A shard of guilt prodded him once more and he felt obliged to say something, anything, to justify his presence outside her house. He blurted out the first thing that came to mind.

‘Why did you name me Killian? Grandfather seems to take it as a personal insult for some reason, although why an
 Irish name should irritate him so much I have no idea.’

Niamh blinked. ‘Why, you were named in honour of your uncle, my brother, who died at the battle of the Boyne. Since your father fought there too, he agreed with me you should have that name, no matter what the old man thought. My brother died for a just cause, exactly like your older brothers.’

Killian nodded. ‘Thank you, then I shall carry it with pride,’ he said and turned on his heel, walking away without looking back.

He shouldn’t have come, but at least now he had one answer.

 

Chapter Seven

Gothenburg, Sweden

‘I hear you’ve been seen speaking to young Adelsten. Didn’t I tell you that would be unwise?’ Robert’s voice had a steely undertone to it that made Jess’ palms feel suddenly clammy. She suppressed a shiver.
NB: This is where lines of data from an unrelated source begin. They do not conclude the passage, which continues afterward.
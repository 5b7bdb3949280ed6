// ComboStats - ui/panels/filters.rs
//
// Filter controls sidebar for the active dataset.
//
// Every widget reads its current value from the session store and writes
// back through `SessionStore::set`. Any change resets paging and re-runs the
// pipeline once at the end of the frame's sidebar pass.

use crate::app::session::{keys, WidgetValue, CHOICE_ALL};
use crate::app::state::AppState;
use crate::core::dataset::{self, DatasetKind};
use crate::core::model::ColumnType;
use crate::ui::panels::table::column_label;
use crate::util::constants::DATE_FORMAT;
use chrono::NaiveDate;
use std::ops::RangeInclusive;

/// Render the filter controls.
pub fn render(ui: &mut egui::Ui, state: &mut AppState) {
    ui.heading("Filters");
    ui.separator();

    if state.datasets.is_none() {
        ui.label(egui::RichText::new("No data loaded.").weak());
        return;
    }

    let kind = state.active;
    let mut changed = false;

    changed |= player_checkboxes(ui, state);
    ui.separator();

    changed |= text_filter(
        ui,
        state,
        keys::COMBO_SEARCH,
        "Combo contains:",
        "e.g. fire",
    );
    ui.separator();

    match kind {
        DatasetKind::Series => {
            changed |= series_toggles(ui, state);
            ui.separator();
        }
        DatasetKind::Confrontations => {
            changed |= text_filter(
                ui,
                state,
                keys::OPPONENT_SEARCH,
                "Opponent contains:",
                "e.g. water",
            );
            ui.separator();
        }
        DatasetKind::Stats => {}
    }

    for column in kind.range_columns() {
        changed |= range_slider(ui, state, kind, column);
    }
    ui.separator();

    changed |= ranking_choice(ui, state, kind);
    ui.separator();

    if changed {
        state.reset_pages();
        state.refresh();
    }

    if ui
        .button("Reset Filters")
        .on_hover_text("Restore every filter to its default for the loaded data")
        .clicked()
    {
        state.reset_filters();
    }
}

/// Player-count checkboxes shared by every dataset.
fn player_checkboxes(ui: &mut egui::Ui, state: &mut AppState) -> bool {
    let mut options: Vec<String> = state
        .session
        .options(keys::PLAYERS)
        .map(|o| o.iter().cloned().collect())
        .unwrap_or_default();
    if options.is_empty() {
        return false;
    }
    // Numeric order ("2" before "10"); non-numeric keys last, by text.
    options.sort_by_key(|o| (o.parse::<i64>().unwrap_or(i64::MAX), o.clone()));

    let mut changed = false;
    ui.horizontal(|ui| {
        ui.label("Players:");
        if ui.small_button("All").clicked() {
            let all = options.iter().cloned().collect();
            state
                .session
                .set(keys::PLAYERS, WidgetValue::Selection(all));
            changed = true;
        }
        if ui
            .small_button("Clear")
            .on_hover_text("An empty selection shows every player count")
            .clicked()
        {
            state
                .session
                .set(keys::PLAYERS, WidgetValue::Selection(Default::default()));
            changed = true;
        }
    });

    ui.horizontal_wrapped(|ui| {
        for option in &options {
            let mut checked = state
                .session
                .selection(keys::PLAYERS)
                .is_some_and(|s| s.contains(option));
            if ui.checkbox(&mut checked, option.as_str()).changed() {
                if checked {
                    state.session.select(keys::PLAYERS, option);
                } else {
                    state.session.deselect(keys::PLAYERS, option);
                }
                changed = true;
            }
        }
    });

    if state
        .session
        .selection(keys::PLAYERS)
        .is_some_and(|s| s.is_empty())
    {
        ui.label(
            egui::RichText::new("None selected: showing all.")
                .small()
                .weak(),
        );
    }
    changed
}

fn text_filter(
    ui: &mut egui::Ui,
    state: &mut AppState,
    key: &str,
    label: &str,
    hint: &str,
) -> bool {
    ui.label(label);
    let mut text = state.session.text(key).unwrap_or_default().to_string();
    let response = ui.add(
        egui::TextEdit::singleline(&mut text)
            .hint_text(hint)
            .desired_width(f32::INFINITY),
    );
    if response.changed() {
        state.session.set(key, WidgetValue::Text(text));
        return true;
    }
    false
}

/// Series type radio buttons and the in-progress checkbox.
fn series_toggles(ui: &mut egui::Ui, state: &mut AppState) -> bool {
    let mut changed = false;

    ui.label("Series type:");
    let current = state
        .session
        .choice(keys::SERIES_TYPE)
        .unwrap_or(CHOICE_ALL)
        .to_string();
    let mut choice = current.clone();
    ui.horizontal(|ui| {
        ui.radio_value(&mut choice, CHOICE_ALL.to_string(), "All");
        ui.radio_value(&mut choice, dataset::SERIES_WINS.to_string(), "Wins");
        ui.radio_value(&mut choice, dataset::SERIES_LOSSES.to_string(), "Losses");
    });
    if choice != current {
        state.session.set(keys::SERIES_TYPE, WidgetValue::Choice(choice));
        changed = true;
    }

    let mut in_progress = state.session.flag(keys::IN_PROGRESS_ONLY);
    if ui
        .checkbox(&mut in_progress, "In progress only")
        .changed()
    {
        state
            .session
            .set(keys::IN_PROGRESS_ONLY, WidgetValue::Flag(in_progress));
        changed = true;
    }
    changed
}

/// Min/max sliders bounded by the values observed in the loaded table.
fn range_slider(
    ui: &mut egui::Ui,
    state: &mut AppState,
    kind: DatasetKind,
    column: &str,
) -> bool {
    let key = keys::range(kind, column);
    let Some((min, max)) = state
        .datasets
        .as_ref()
        .and_then(|d| d.get(kind).numeric_bounds(column))
    else {
        return false;
    };
    let Some((mut lo, mut hi)) = state.session.range(&key) else {
        return false;
    };

    let ty = kind.column_type(column);
    let is_date = ty == ColumnType::Date;
    let step = if ty == ColumnType::Float { 0.1 } else { 1.0 };
    let format = move |v: f64, _: RangeInclusive<usize>| format_bound(v, is_date);

    ui.label(format!("{}:", column_label(column)));
    let mut changed = false;
    changed |= ui
        .add(
            egui::Slider::new(&mut lo, min..=max)
                .step_by(step)
                .text("min")
                .custom_formatter(format),
        )
        .changed();
    changed |= ui
        .add(
            egui::Slider::new(&mut hi, min..=max)
                .step_by(step)
                .text("max")
                .custom_formatter(format),
        )
        .changed();

    if changed {
        let lo = snap_to_bounds(lo, min, max, step);
        let hi = snap_to_bounds(hi, min, max, step);
        state.session.set(&key, WidgetValue::Range(lo, hi));
    }
    changed
}

/// Clamp a slider value into `[min, max]`, pulling it onto a bound when it
/// lies within half a step of it. Step snapping can otherwise leave the top
/// value just below an off-grid maximum and drop that row.
fn snap_to_bounds(value: f64, min: f64, max: f64, step: f64) -> f64 {
    let value = value.clamp(min, max);
    let tolerance = step / 2.0;
    if max - value < tolerance {
        max
    } else if value - min < tolerance {
        min
    } else {
        value
    }
}

fn format_bound(value: f64, is_date: bool) -> String {
    if is_date {
        return NaiveDate::from_num_days_from_ce_opt(value.round() as i32)
            .map_or_else(|| format!("{value:.0}"), |d| d.format(DATE_FORMAT).to_string());
    }
    if value.fract() == 0.0 {
        format!("{value:.0}")
    } else {
        format!("{value:.1}")
    }
}

/// Ranking column used for the table sort and the chart.
fn ranking_choice(ui: &mut egui::Ui, state: &mut AppState, kind: DatasetKind) -> bool {
    let key = keys::sort(kind);
    let current = state
        .session
        .choice(&key)
        .unwrap_or_else(|| kind.default_ranking())
        .to_string();
    let mut selected = current.clone();

    ui.horizontal(|ui| {
        ui.label("Rank by:");
        egui::ComboBox::from_id_salt(("rank_by", kind.id()))
            .selected_text(column_label(&selected))
            .show_ui(ui, |ui| {
                for column in kind.ranking_columns() {
                    ui.selectable_value(&mut selected, column.to_string(), column_label(column));
                }
            });
    });

    if selected != current {
        tracing::debug!(dataset = kind.id(), column = %selected, "Ranking changed");
        state.session.set(&key, WidgetValue::Choice(selected));
        return true;
    }
    false
}

#[cfg(test)]
mod tests {
    use super::*;

    #[test]
    fn test_format_bound() {
        assert_eq!(format_bound(12.0, false), "12");
        assert_eq!(format_bound(66.66, false), "66.7");
        let day = NaiveDate::from_ymd_opt(2024, 3, 1).unwrap();
        let days = f64::from(chrono::Datelike::num_days_from_ce(&day));
        assert_eq!(format_bound(days, true), "2024-03-01");
    }

    #[test]
    fn test_snap_to_bounds() {
        // Off-grid maximum reached by a 0.1 step from an off-grid minimum.
        assert_eq!(snap_to_bounds(66.69999999999999, 33.3, 66.7, 0.1), 66.7);
        assert_eq!(snap_to_bounds(66.65, 12.34, 66.67, 0.1), 66.67);
        assert_eq!(snap_to_bounds(12.38, 12.34, 66.67, 0.1), 12.34);
        assert_eq!(snap_to_bounds(99.0, 0.0, 80.0, 1.0), 80.0);
        assert_eq!(snap_to_bounds(-3.0, 0.0, 80.0, 1.0), 0.0);
        assert_eq!(snap_to_bounds(40.0, 0.0, 80.0, 1.0), 40.0);
    }
}
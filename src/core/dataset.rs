// ComboStats - core/dataset.rs
//
// Catalogue of the three dashboard datasets: their fixed queries,
// declared column types, ranking columns, and chart columns.
//
// The three result sets are related only through the shared `combo` and
// `nb_joueurs` columns, which drive cross-filtering.

use crate::core::model::{ColumnType, Table};

/// Combination identifier, shared by every dataset.
pub const COL_COMBO: &str = "combo";
/// Player count, shared by every dataset.
pub const COL_PLAYERS: &str = "nb_joueurs";
pub const COL_MATCHES: &str = "matches";
pub const COL_WINS: &str = "victoires";
pub const COL_LOSSES: &str = "defaites";
pub const COL_WIN_RATE: &str = "taux_victoire";
pub const COL_SERIES_TYPE: &str = "type_serie";
pub const COL_LENGTH: &str = "longueur";
pub const COL_START: &str = "date_debut";
pub const COL_END: &str = "date_fin";
pub const COL_IN_PROGRESS: &str = "en_cours";
pub const COL_OPPONENT: &str = "combo_adverse";

/// `type_serie` value of a winning streak.
pub const SERIES_WINS: &str = "victoires";
/// `type_serie` value of a losing streak.
pub const SERIES_LOSSES: &str = "defaites";

const STATS_QUERY: &str = "
    SELECT combo,
           nb_joueurs,
           COUNT(*) AS matches,
           SUM(CASE WHEN victoire THEN 1 ELSE 0 END) AS victoires,
           SUM(CASE WHEN victoire THEN 0 ELSE 1 END) AS defaites,
           ROUND(100.0 * SUM(CASE WHEN victoire THEN 1 ELSE 0 END) / COUNT(*), 1) AS taux_victoire
      FROM participations
     GROUP BY combo, nb_joueurs
     ORDER BY combo, nb_joueurs";

const SERIES_QUERY: &str = "
    SELECT combo,
           nb_joueurs,
           type_serie,
           longueur,
           date_debut,
           date_fin,
           en_cours
      FROM series
     ORDER BY combo, nb_joueurs, date_debut";

// The head-to-head aggregation is read as published by the database view.
// Its pairing logic is known to be questionable upstream and is not
// reinterpreted here.
const CONFRONTATIONS_QUERY: &str = "
    SELECT combo,
           nb_joueurs,
           combo_adverse,
           matches,
           victoires,
           ROUND(100.0 * victoires / NULLIF(matches, 0), 1) AS taux_victoire
      FROM confrontations
     ORDER BY combo, nb_joueurs, combo_adverse";

/// The datasets shown by the dashboard.
#[derive(Debug, Clone, Copy, PartialEq, Eq, Hash, PartialOrd, Ord)]
pub enum DatasetKind {
    Stats,
    Series,
    Confrontations,
}

impl DatasetKind {
    /// All datasets in tab order.
    pub fn all() -> &'static [DatasetKind] {
        &[
            DatasetKind::Stats,
            DatasetKind::Series,
            DatasetKind::Confrontations,
        ]
    }

    /// Stable identifier used in logs, session keys, and file names.
    pub fn id(&self) -> &'static str {
        match self {
            DatasetKind::Stats => "stats",
            DatasetKind::Series => "series",
            DatasetKind::Confrontations => "confrontations",
        }
    }

    pub fn title(&self) -> &'static str {
        match self {
            DatasetKind::Stats => "Combo statistics",
            DatasetKind::Series => "Win / loss series",
            DatasetKind::Confrontations => "Head-to-head",
        }
    }

    /// The fixed read-only query for this dataset.
    pub fn query(&self) -> &'static str {
        match self {
            DatasetKind::Stats => STATS_QUERY,
            DatasetKind::Series => SERIES_QUERY,
            DatasetKind::Confrontations => CONFRONTATIONS_QUERY,
        }
    }

    /// Declared column types. Query columns not listed here load as text.
    pub fn columns(&self) -> &'static [(&'static str, ColumnType)] {
        match self {
            DatasetKind::Stats => &[
                (COL_COMBO, ColumnType::Text),
                (COL_PLAYERS, ColumnType::Integer),
                (COL_MATCHES, ColumnType::Integer),
                (COL_WINS, ColumnType::Integer),
                (COL_LOSSES, ColumnType::Integer),
                (COL_WIN_RATE, ColumnType::Float),
            ],
            DatasetKind::Series => &[
                (COL_COMBO, ColumnType::Text),
                (COL_PLAYERS, ColumnType::Integer),
                (COL_SERIES_TYPE, ColumnType::Text),
                (COL_LENGTH, ColumnType::Integer),
                (COL_START, ColumnType::Date),
                (COL_END, ColumnType::Date),
                (COL_IN_PROGRESS, ColumnType::Boolean),
            ],
            DatasetKind::Confrontations => &[
                (COL_COMBO, ColumnType::Text),
                (COL_PLAYERS, ColumnType::Integer),
                (COL_OPPONENT, ColumnType::Text),
                (COL_MATCHES, ColumnType::Integer),
                (COL_WINS, ColumnType::Integer),
                (COL_WIN_RATE, ColumnType::Float),
            ],
        }
    }

    /// Declared type of `column`, or `Text` for undeclared columns.
    pub fn column_type(&self, column: &str) -> ColumnType {
        self.columns()
            .iter()
            .find(|(name, _)| *name == column)
            .map_or(ColumnType::Text, |(_, ty)| *ty)
    }

    /// Columns the table can be ranked by, default first.
    pub fn ranking_columns(&self) -> &'static [&'static str] {
        match self {
            DatasetKind::Stats => &[COL_WINS, COL_WIN_RATE, COL_MATCHES],
            DatasetKind::Series => &[COL_LENGTH],
            DatasetKind::Confrontations => &[COL_MATCHES, COL_WINS, COL_WIN_RATE],
        }
    }

    pub fn default_ranking(&self) -> &'static str {
        self.ranking_columns()[0]
    }

    /// Column used to label chart bars.
    pub fn chart_label_column(&self) -> &'static str {
        match self {
            DatasetKind::Confrontations => COL_OPPONENT,
            DatasetKind::Stats | DatasetKind::Series => COL_COMBO,
        }
    }

    /// Numeric columns offered as range sliders.
    pub fn range_columns(&self) -> &'static [&'static str] {
        match self {
            DatasetKind::Stats => &[COL_MATCHES, COL_WIN_RATE],
            DatasetKind::Series => &[COL_LENGTH, COL_START],
            DatasetKind::Confrontations => &[COL_MATCHES, COL_WIN_RATE],
        }
    }
}

/// The three loaded tables of one load cycle.
#[derive(Debug, Clone, Default, PartialEq)]
pub struct Datasets {
    pub stats: Table,
    pub series: Table,
    pub confrontations: Table,
}

impl Datasets {
    pub fn get(&self, kind: DatasetKind) -> &Table {
        match kind {
            DatasetKind::Stats => &self.stats,
            DatasetKind::Series => &self.series,
            DatasetKind::Confrontations => &self.confrontations,
        }
    }

    pub fn set(&mut self, kind: DatasetKind, table: Table) {
        match kind {
            DatasetKind::Stats => self.stats = table,
            DatasetKind::Series => self.series = table,
            DatasetKind::Confrontations => self.confrontations = table,
        }
    }

    pub fn total_rows(&self) -> usize {
        DatasetKind::all().iter().map(|k| self.get(*k).len()).sum()
    }
}
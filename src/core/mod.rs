// ComboStats - core/mod.rs
//
// Core business logic layer.
// Dependencies: util and data crates (chrono, csv, serde) only.
// Must NOT depend on: ui, platform, app, or any database crate.

pub mod chart;
pub mod dataset;
pub mod export;
pub mod filter;
pub mod model;
pub mod view;
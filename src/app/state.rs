// ComboStats - app/state.rs
//
// Application state management. Holds the loaded datasets, the session
// widget values, the computed view of each dataset, and UI flags.
// Owned by the eframe::App implementation.

use crate::app::load::LoadSummary;
use crate::app::session::{keys, SessionStore, WidgetValue};
use crate::core::chart::{self, BarDatum};
use crate::core::dataset::{DatasetKind, Datasets};
use crate::core::model::Table;
use crate::core::view::{self, ViewResult};
use crate::platform::config::AppConfig;
use std::collections::BTreeMap;

/// Top-level application state.
#[derive(Debug)]
pub struct AppState {
    /// Validated configuration.
    pub config: AppConfig,

    /// Tables from the most recent successful load (None before the first).
    pub datasets: Option<Datasets>,

    /// Current filter widget values.
    pub session: SessionStore,

    /// Dataset tab shown in the central panel.
    pub active: DatasetKind,

    /// Filtered, sorted, paged view per dataset.
    pub views: BTreeMap<DatasetKind, ViewResult>,

    /// Summary of the most recent successful load.
    pub last_load: Option<LoadSummary>,

    /// Whether a load is currently in progress.
    pub load_in_progress: bool,

    /// Error from the last failed load or pipeline run, shown as a banner.
    pub error_message: Option<String>,

    /// Status message for the status bar.
    pub status_message: String,

    /// Non-fatal warnings (config validation, etc.).
    pub warnings: Vec<String>,

    /// A panel asked for the datasets to be reloaded.
    pub request_reload: bool,

    /// Whether to show the ranking chart above the table.
    pub show_chart: bool,

    /// Whether to show the load summary dialog.
    pub show_summary: bool,

    /// Whether to show the about dialog.
    pub show_about: bool,

    /// Whether debug mode is enabled.
    pub debug_mode: bool,
}

impl AppState {
    /// Create initial state. Data arrives later via `install`.
    pub fn new(config: AppConfig, debug_mode: bool) -> Self {
        Self {
            config,
            datasets: None,
            session: SessionStore::new(),
            active: DatasetKind::Stats,
            views: BTreeMap::new(),
            last_load: None,
            load_in_progress: false,
            error_message: None,
            status_message: "Ready.".to_string(),
            warnings: Vec::new(),
            request_reload: false,
            show_chart: true,
            show_summary: false,
            show_about: false,
            debug_mode,
        }
    }

    /// Replace the loaded data, start a fresh session, and recompute views.
    pub fn install(&mut self, datasets: Datasets, summary: Option<LoadSummary>) {
        self.session.clear();
        self.session.init_defaults(&datasets);
        self.status_message = format!("Loaded {} rows.", datasets.total_rows());
        self.datasets = Some(datasets);
        self.last_load = summary;
        self.error_message = None;
        self.refresh();
    }

    /// Re-run filter -> sort -> page for every dataset.
    ///
    /// Called after every widget change. A failing dataset keeps no view and
    /// its error is shown; the other datasets still refresh.
    pub fn refresh(&mut self) {
        let Some(ref datasets) = self.datasets else {
            self.views.clear();
            return;
        };

        let mut errors = Vec::new();
        for kind in DatasetKind::all() {
            let request = self.session.view_request(*kind, self.config.paginate);
            match view::render(datasets.get(*kind), &request, self.config.page_size) {
                Ok(result) => {
                    self.views.insert(*kind, result);
                }
                Err(e) => {
                    tracing::warn!(dataset = kind.id(), error = %e, "View refresh failed");
                    self.views.remove(kind);
                    errors.push(format!("{}: {e}", kind.title()));
                }
            }
        }

        // Write back clamped page numbers so the next read matches what is shown.
        for (kind, result) in &self.views {
            let key = keys::page(*kind);
            if self.config.paginate && self.session.page(&key) != Some(result.page) {
                self.session.set(&key, WidgetValue::Page(result.page));
            }
        }

        self.error_message = (!errors.is_empty()).then(|| errors.join("\n"));
    }

    /// Computed view of `kind`, if data is loaded.
    pub fn view(&self, kind: DatasetKind) -> Option<&ViewResult> {
        self.views.get(&kind)
    }

    /// Move `kind` to `page` (clamped by the pipeline) and refresh.
    pub fn set_page(&mut self, kind: DatasetKind, page: usize) {
        self.session
            .set(&keys::page(kind), WidgetValue::Page(page.max(1)));
        self.refresh();
    }

    /// Go back to page 1 of every dataset. Called whenever filters change so
    /// the user does not land on a page that no longer exists.
    pub fn reset_pages(&mut self) {
        for kind in DatasetKind::all() {
            self.session.set(&keys::page(*kind), WidgetValue::Page(1));
        }
    }

    /// Restore every widget to the defaults derived from the loaded data.
    pub fn reset_filters(&mut self) {
        self.session.clear();
        if let Some(ref datasets) = self.datasets {
            self.session.init_defaults(datasets);
        }
        self.refresh();
        self.status_message = "Filters reset.".to_string();
    }

    /// Top-N bars of the active ranking column for `kind`.
    pub fn chart_data(&self, kind: DatasetKind) -> Vec<BarDatum> {
        let Some(view) = self.view(kind) else {
            return Vec::new();
        };
        let ranking = self
            .session
            .choice(&keys::sort(kind))
            .unwrap_or_else(|| kind.default_ranking());
        match chart::top_n(
            &view.filtered,
            kind.chart_label_column(),
            ranking,
            self.config.top_n,
        ) {
            Ok(bars) => bars,
            Err(e) => {
                tracing::debug!(dataset = kind.id(), error = %e, "No chart data");
                Vec::new()
            }
        }
    }

    /// Rows matching the filters for `kind` (all pages), for export.
    pub fn filtered_rows(&self, kind: DatasetKind) -> Option<&Table> {
        self.view(kind).map(|v| &v.filtered)
    }

    /// `(filtered, total)` row counts for `kind`.
    pub fn row_counts(&self, kind: DatasetKind) -> (usize, usize) {
        let total = self.datasets.as_ref().map_or(0, |d| d.get(kind).len());
        let filtered = self.view(kind).map_or(0, |v| v.filtered.len());
        (filtered, total)
    }
}

#[cfg(test)]
mod tests {
    use super::*;
    use crate::core::model::{Column, ColumnType, Schema, Value};

    fn datasets(rows: i64) -> Datasets {
        let stats = Table::new(
            Schema::new(vec![
                Column::new("combo", ColumnType::Text),
                Column::new("nb_joueurs", ColumnType::Integer),
                Column::new("matches", ColumnType::Integer),
                Column::new("victoires", ColumnType::Integer),
            ]),
            (0..rows)
                .map(|i| {
                    vec![
                        Value::Text(format!("combo{i}")),
                        Value::Int(2 + i % 2),
                        Value::Int(10 + i),
                        Value::Int(i),
                    ]
                })
                .collect(),
        );
        let empty = |kind: DatasetKind| {
            Table::new(
                Schema::new(
                    kind.columns()
                        .iter()
                        .map(|(name, ty)| Column::new(*name, *ty))
                        .collect(),
                ),
                Vec::new(),
            )
        };
        Datasets {
            stats,
            series: empty(DatasetKind::Series),
            confrontations: empty(DatasetKind::Confrontations),
        }
    }

    #[test]
    fn test_install_builds_views_with_defaults() {
        let mut state = AppState::new(AppConfig::default(), false);
        state.install(datasets(45), None);

        let view = state.view(DatasetKind::Stats).unwrap();
        assert_eq!(view.filtered.len(), 45);
        assert_eq!(view.visible.len(), 20);
        assert_eq!(view.page_count, 3);
        // Default ranking: victoires descending.
        assert_eq!(view.visible.value(0, "combo"), Some(&Value::from("combo44")));
        assert!(state.error_message.is_none());
    }

    #[test]
    fn test_page_beyond_last_is_clamped_and_written_back() {
        let mut state = AppState::new(AppConfig::default(), false);
        state.install(datasets(45), None);
        state.set_page(DatasetKind::Stats, 99);
        assert_eq!(state.view(DatasetKind::Stats).unwrap().page, 3);
        assert_eq!(state.session.page(&keys::page(DatasetKind::Stats)), Some(3));
    }

    #[test]
    fn test_cross_filter_by_player_count() {
        let mut state = AppState::new(AppConfig::default(), false);
        state.install(datasets(10), None);
        state.session.deselect(keys::PLAYERS, "3");
        state.refresh();
        assert_eq!(state.row_counts(DatasetKind::Stats), (5, 10));
    }

    #[test]
    fn test_empty_player_selection_shows_everything() {
        let mut state = AppState::new(AppConfig::default(), false);
        state.install(datasets(10), None);
        state.session.deselect(keys::PLAYERS, "2");
        state.session.deselect(keys::PLAYERS, "3");
        state.refresh();
        assert_eq!(state.row_counts(DatasetKind::Stats), (10, 10));
    }

    #[test]
    fn test_reset_filters_restores_defaults() {
        let mut state = AppState::new(AppConfig::default(), false);
        state.install(datasets(10), None);
        state.session.set(
            keys::COMBO_SEARCH,
            WidgetValue::Text("combo1".to_string()),
        );
        state.refresh();
        assert_eq!(state.row_counts(DatasetKind::Stats).0, 1);
        state.reset_filters();
        assert_eq!(state.row_counts(DatasetKind::Stats).0, 10);
    }

    #[test]
    fn test_chart_uses_selected_ranking() {
        let mut state = AppState::new(AppConfig::default(), false);
        state.install(datasets(30), None);
        let bars = state.chart_data(DatasetKind::Stats);
        assert_eq!(bars.len(), 20);
        assert_eq!(bars[0].label, "combo29");

        state.session.set(
            &keys::sort(DatasetKind::Stats),
            WidgetValue::Choice("taux_victoire".to_string()),
        );
        state.refresh();
        // Ranking column absent from this table: view errors, chart empty.
        assert!(state.chart_data(DatasetKind::Stats).is_empty());
        assert!(state.error_message.is_some());
    }

    #[test]
    fn test_unpaginated_config_shows_all_rows() {
        let config = AppConfig {
            paginate: false,
            ..AppConfig::default()
        };
        let mut state = AppState::new(config, false);
        state.install(datasets(45), None);
        assert_eq!(state.view(DatasetKind::Stats).unwrap().visible.len(), 45);
    }
}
Once again she was facing the man she had come to think of as her Nemesis in his study. She had to bite her teeth together hard in order to hold back the angry words that welled up inside her. Robert wore a look of disappointment, as if he had expected better of her. Jess was sure the matter was much more serious than that. She also knew she had to stay calm if she was to have any chance of putting on a convincing performance.

‘I’m afraid I couldn’t avoid him this time. I almost literally ran into him in the market square,’ she said, trying to control her breathing so that her voice wouldn’t give her away. ‘It would have been very rude of me not to acknowledge him as an acquaintance, and we merely exchanged greetings. Besides, Mrs Forbes was nearby, so there was no impropriety, I assure you.’

Robert gave her a measuring stare, but she opened her eyes wide and gazed back in pretended innocence. It was true, after all, nothing improper had happened. As for what else had been said, her stepfather didn’t need to know that.

‘You didn’t try to engage him in conversation then?’ he asked, sounding sceptical.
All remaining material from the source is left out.